Collected data:
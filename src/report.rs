//! Nightly report, persistence and exit policy
//!
//! The report is written to `<dir>/nightly-sim-<YYYY-MM-DD>.json` unless the
//! run is a dry run. Same-day runs overwrite the file. Persistence is best
//! effort: a write failure is logged and never changes the exit code.

use std::fs;
use std::path::{Path, PathBuf};

use chrono::{DateTime, Utc};
use serde::{Deserialize, Serialize};
use tracing::{error, info};

use crate::cli::RunConfiguration;
use crate::error::{Error, Result};
use crate::results::SimulationResult;

/// Run-level aggregate
#[derive(Debug, Clone, Copy, Default, PartialEq, Eq, Serialize, Deserialize)]
#[serde(rename_all = "camelCase")]
pub struct RunSummary {
    pub total_simulations: usize,
    pub passed_simulations: usize,
    pub failed_simulations: usize,
    pub total_duration_ms: u64,
}

/// The document written for one nightly run
#[derive(Debug, Clone, PartialEq, Serialize, Deserialize)]
#[serde(rename_all = "camelCase")]
pub struct NightlyReport {
    pub timestamp: DateTime<Utc>,
    /// Calendar date of the run start, UTC
    pub date: String,
    pub configuration: RunConfiguration,
    pub results: Vec<SimulationResult>,
    pub summary: RunSummary,
}

impl NightlyReport {
    pub fn new(
        started_at: DateTime<Utc>,
        configuration: RunConfiguration,
        results: Vec<SimulationResult>,
        summary: RunSummary,
    ) -> Self {
        Self {
            timestamp: started_at,
            date: started_at.format("%Y-%m-%d").to_string(),
            configuration,
            results,
            summary,
        }
    }

    pub fn to_json(&self) -> Result<String> {
        Ok(serde_json::to_string_pretty(self)?)
    }
}

/// Writes reports into one directory
#[derive(Debug, Clone)]
pub struct ReportWriter {
    dir: PathBuf,
}

impl ReportWriter {
    pub fn new(dir: impl Into<PathBuf>) -> Self {
        Self { dir: dir.into() }
    }

    pub fn dir(&self) -> &Path {
        &self.dir
    }

    /// Report path for a run date
    pub fn path_for(&self, date: &str) -> PathBuf {
        self.dir.join(format!("nightly-sim-{}.json", date))
    }

    /// Create the directory if needed and write the pretty-printed report.
    pub fn write(&self, report: &NightlyReport) -> Result<PathBuf> {
        fs::create_dir_all(&self.dir).map_err(|e| Error::IoWrite {
            path: self.dir.clone(),
            source: e,
        })?;

        let path = self.path_for(&report.date);
        let json = report.to_json()?;
        fs::write(&path, json).map_err(|e| Error::IoWrite {
            path: path.clone(),
            source: e,
        })?;

        Ok(path)
    }
}

/// Where the report ended up
#[derive(Debug, Clone, PartialEq, Eq)]
pub enum PersistOutcome {
    Written(PathBuf),
    DryRun,
    Failed(String),
}

/// Write the report unless `dry_run`. Failures are logged, never returned.
pub fn persist(report: &NightlyReport, dry_run: bool, writer: &ReportWriter) -> PersistOutcome {
    if dry_run {
        info!("Dry run, report not written");
        return PersistOutcome::DryRun;
    }

    match writer.write(report) {
        Ok(path) => {
            info!(path = %path.display(), "Report written");
            PersistOutcome::Written(path)
        }
        Err(e) => {
            error!(error = %e.format_for_log(), "Failed to write report");
            PersistOutcome::Failed(e.to_string())
        }
    }
}

/// Human summary block for stdout
pub fn render_summary(report: &NightlyReport, outcome: &PersistOutcome) -> String {
    let rule = "=".repeat(50);
    let report_line = match outcome {
        PersistOutcome::Written(path) => format!("Report:   {}", path.display()),
        PersistOutcome::DryRun => "Report:   not written (dry run)".to_string(),
        PersistOutcome::Failed(message) => format!("Report:   write failed ({})", message),
    };

    let s = &report.summary;
    format!(
        "\n{rule}\nNIGHTLY SIMULATION SUMMARY\n{rule}\n\
         Total:    {}\n\
         Passed:   {}\n\
         Failed:   {}\n\
         Duration: {:.1}s\n\
         {}\n\
         {rule}\n",
        s.total_simulations,
        s.passed_simulations,
        s.failed_simulations,
        s.total_duration_ms as f64 / 1000.0,
        report_line,
        rule = rule,
    )
}

/// 0 when no simulation failed, else 1
pub fn exit_code(report: &NightlyReport) -> i32 {
    if report.summary.failed_simulations == 0 {
        0
    } else {
        1
    }
}
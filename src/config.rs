//! Configuration management
//!
//! Handles loading configuration from:
//! 1. Default values
//! 2. Configuration file (TOML)
//! 3. Environment variables (`NIGHTLY_SIM_*`)
//!
//! Every section is optional; with no file at all the harness probes the
//! built-in tiers on the local Ollama endpoint.

use std::fs;
use std::path::PathBuf;

use serde::{Deserialize, Serialize};
use tracing::{debug, info};

use crate::backend::{validate_endpoint, OllamaConfig};
use crate::error::{Error, Result};
use crate::tiers::{ModelTierConfig, TierRegistry, DEFAULT_ENDPOINT};
use crate::trial::DEFAULT_MAX_RESPONSE_CHARS;

/// Smallest accepted `[report] max_response_chars`
pub const MIN_STORED_RESPONSE_CHARS: usize = 100;

/// Main harness configuration
#[derive(Debug, Clone, Default, Serialize, Deserialize)]
#[serde(default)]
pub struct HarnessConfig {
    /// Chat backend settings
    pub backend: BackendSettings,

    /// Report output settings
    pub report: ReportSettings,

    /// Persona source
    pub personas: PersonaSettings,

    /// Logging configuration
    pub logging: LoggingSettings,

    /// Tier table; empty means the built-in table
    pub tiers: Vec<ModelTierConfig>,
}

/// Chat backend settings
#[derive(Debug, Clone, Serialize, Deserialize)]
#[serde(default)]
pub struct BackendSettings {
    /// Endpoint for the built-in tiers
    pub default_endpoint: String,

    /// Per-request timeout in seconds
    pub timeout_secs: u64,

    /// Connect timeout in seconds
    pub connect_timeout_secs: u64,
}

/// Report output settings
#[derive(Debug, Clone, Serialize, Deserialize)]
#[serde(default)]
pub struct ReportSettings {
    /// Directory for nightly-sim-<date>.json
    pub dir: String,

    /// Stored responses are cut to this many chars
    pub max_response_chars: usize,
}

/// Where personas come from
#[derive(Debug, Clone, Default, Serialize, Deserialize)]
#[serde(default)]
pub struct PersonaSettings {
    /// Directory of persona TOML files; bundled personas when unset
    pub dir: Option<String>,
}

/// Logging settings
#[derive(Debug, Clone, Serialize, Deserialize)]
#[serde(default)]
pub struct LoggingSettings {
    /// Log level (trace, debug, info, warn, error)
    pub level: String,

    /// Log file path (optional)
    pub file: Option<String>,

    /// Number of rotated log files to keep
    pub max_files: u32,

    /// Enable JSON formatted logs
    pub json_format: bool,
}

// Default implementations

impl Default for BackendSettings {
    fn default() -> Self {
        Self {
            default_endpoint: DEFAULT_ENDPOINT.to_string(),
            timeout_secs: 120,
            connect_timeout_secs: 10,
        }
    }
}

impl Default for ReportSettings {
    fn default() -> Self {
        Self {
            dir: "reports".to_string(),
            max_response_chars: DEFAULT_MAX_RESPONSE_CHARS,
        }
    }
}

impl Default for LoggingSettings {
    fn default() -> Self {
        Self {
            level: "info".to_string(),
            file: None,
            max_files: 7,
            json_format: false,
        }
    }
}

impl BackendSettings {
    /// HTTP settings for the Ollama client
    pub fn ollama_config(&self) -> OllamaConfig {
        OllamaConfig {
            timeout_secs: self.timeout_secs,
            connect_timeout_secs: self.connect_timeout_secs,
        }
    }
}

impl HarnessConfig {
    /// Load configuration from file with environment variable overrides
    pub fn load(config_path: Option<&str>) -> Result<Self> {
        let mut config = Self::default();

        // 1. Load from config file if it exists
        if let Some(path) = Self::find_config_file(config_path)? {
            debug!(path = %path.display(), "Loading configuration file");
            let content = fs::read_to_string(&path).map_err(|e| Error::IoRead {
                path: path.clone(),
                source: e,
            })?;
            config = toml::from_str(&content).map_err(|e| Error::ConfigParse {
                message: format!("{}: {}", path.display(), e),
                source: Some(e),
            })?;
            info!(path = %path.display(), "Configuration loaded from file");
        }

        // 2. Apply environment variable overrides
        config.apply_env_overrides();

        // 3. Expand paths
        config.expand_paths();

        // 4. Validate
        config.validate()?;

        Ok(config)
    }

    /// Find the configuration file to use
    fn find_config_file(explicit_path: Option<&str>) -> Result<Option<PathBuf>> {
        // If explicit path provided, use it (error if not found)
        if let Some(path) = explicit_path {
            let path = PathBuf::from(expand_path(path));
            if path.exists() {
                return Ok(Some(path));
            }
            return Err(Error::ConfigNotFound { path });
        }

        let search_paths = [
            PathBuf::from("nightly-sim.toml"),
            dirs::config_dir()
                .map(|p| p.join("nightly-sim").join("config.toml"))
                .unwrap_or_default(),
            dirs::home_dir()
                .map(|p| p.join(".nightly-sim.toml"))
                .unwrap_or_default(),
        ];

        for path in &search_paths {
            if !path.as_os_str().is_empty() && path.exists() {
                debug!(path = %path.display(), "Found configuration file");
                return Ok(Some(path.clone()));
            }
        }

        debug!("No configuration file found, using defaults");
        Ok(None)
    }

    /// Apply environment variable overrides
    fn apply_env_overrides(&mut self) {
        if let Ok(val) = std::env::var("NIGHTLY_SIM_ENDPOINT") {
            self.backend.default_endpoint = val;
        }
        if let Ok(val) = std::env::var("NIGHTLY_SIM_TIMEOUT_SECS") {
            if let Ok(n) = val.parse() {
                self.backend.timeout_secs = n;
            }
        }
        if let Ok(val) = std::env::var("NIGHTLY_SIM_REPORT_DIR") {
            self.report.dir = val;
        }
        if let Ok(val) = std::env::var("NIGHTLY_SIM_PERSONA_DIR") {
            self.personas.dir = Some(val);
        }
        if let Ok(val) = std::env::var("NIGHTLY_SIM_LOG_LEVEL") {
            self.logging.level = val;
        }
        if let Ok(val) = std::env::var("NIGHTLY_SIM_LOG_FILE") {
            self.logging.file = Some(val);
        }
        if let Ok(val) = std::env::var("NIGHTLY_SIM_LOG_JSON") {
            self.logging.json_format = val.to_lowercase() == "true" || val == "1";
        }
    }

    /// Expand ~ and other path variables
    fn expand_paths(&mut self) {
        self.report.dir = expand_path(&self.report.dir);
        if let Some(ref dir) = self.personas.dir {
            self.personas.dir = Some(expand_path(dir));
        }
        if let Some(ref file) = self.logging.file {
            self.logging.file = Some(expand_path(file));
        }
    }

    /// Validate the configuration
    fn validate(&self) -> Result<()> {
        let default_tier = ModelTierConfig::new("default", "-", "-", "", self.backend.default_endpoint.as_str());
        validate_endpoint(&default_tier)
            .map_err(|e| Error::config_field_invalid("backend.default_endpoint", e.to_string()))?;

        if self.backend.timeout_secs == 0 {
            return Err(Error::config_field_invalid(
                "backend.timeout_secs",
                "timeout_secs must be greater than 0",
            ));
        }
        if self.backend.connect_timeout_secs == 0 {
            return Err(Error::config_field_invalid(
                "backend.connect_timeout_secs",
                "connect_timeout_secs must be greater than 0",
            ));
        }

        if self.report.dir.trim().is_empty() {
            return Err(Error::config_field_invalid("report.dir", "report dir cannot be empty"));
        }
        if self.report.max_response_chars < MIN_STORED_RESPONSE_CHARS {
            return Err(Error::config_field_invalid(
                "report.max_response_chars",
                format!("max_response_chars must be at least {}", MIN_STORED_RESPONSE_CHARS),
            ));
        }

        let mut seen = std::collections::HashSet::new();
        for tier in &self.tiers {
            if tier.code.trim().is_empty() || tier.model.trim().is_empty() {
                return Err(Error::config_field_invalid(
                    "tiers",
                    "every tier needs a non-empty code and model",
                ));
            }
            if !seen.insert(tier.code.as_str()) {
                return Err(Error::config_field_invalid(
                    "tiers",
                    format!("duplicate tier code '{}'", tier.code),
                ));
            }
            validate_endpoint(tier).map_err(|e| Error::config_field_invalid("tiers", e.to_string()))?;
        }

        let valid_levels = ["trace", "debug", "info", "warn", "error"];
        if !valid_levels.contains(&self.logging.level.to_lowercase().as_str()) {
            return Err(Error::config_field_invalid(
                "logging.level",
                format!(
                    "Invalid log level '{}'. Must be one of: {}",
                    self.logging.level,
                    valid_levels.join(", ")
                ),
            ));
        }

        Ok(())
    }

    /// The tier table this run uses
    pub fn tier_registry(&self) -> TierRegistry {
        if self.tiers.is_empty() {
            TierRegistry::builtin(&self.backend.default_endpoint)
        } else {
            TierRegistry::new(self.tiers.clone())
        }
    }
}

/// Expand ~ and environment variables in paths
fn expand_path(path: &str) -> String {
    shellexpand::full(path)
        .unwrap_or_else(|_| std::borrow::Cow::Borrowed(path))
        .into_owned()
}
//! # Pipeline Module
//!
//! Orchestrates one conversion run.
//!
//! ```text
//! Idle ──▶ Running ──▶ Completed
//!             │
//!             ├──▶ Aborted   (playlist could not be created)
//!             └──▶ Failed    (a playlist batch could not be written)
//! ```
//!
//! While running, records are resolved one after another in input order. After each
//! record the [`Pacer`] decides how long to wait before the next catalog call, and
//! the [`ProgressSink`] receives the share of work done. Matching owns the first
//! 90% of the progress range, writing the playlist the rest.
//!
//! Every record yields exactly one [`crate::matching::MatchOutcome`]; failures of
//! individual records are folded into the unmatched list and never stop the run.

mod pacing;
mod progress;
mod runner;
mod summary;
mod writer;

pub use pacing::{FixedDelay, NoPacing, Pacer, TokenBucket};
pub use progress::{NoProgress, ProgressSink};
pub use runner::{PipelineRunner, PlaylistSettings, PlaylistTarget, RunContext, RunState};
pub use summary::{ConversionSummary, MatchedItem, UnmatchedItem};
pub use writer::PlaylistWriter;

● WHAT YOU NEED TO DO
Copy out each line carrying the string "could" from the data.

● RESPONSE FOR THIS EXERCISE
//!             ├──▶ Aborted   (playlist could not be created)
//!             └──▶ Failed    (a playlist batch could not be written)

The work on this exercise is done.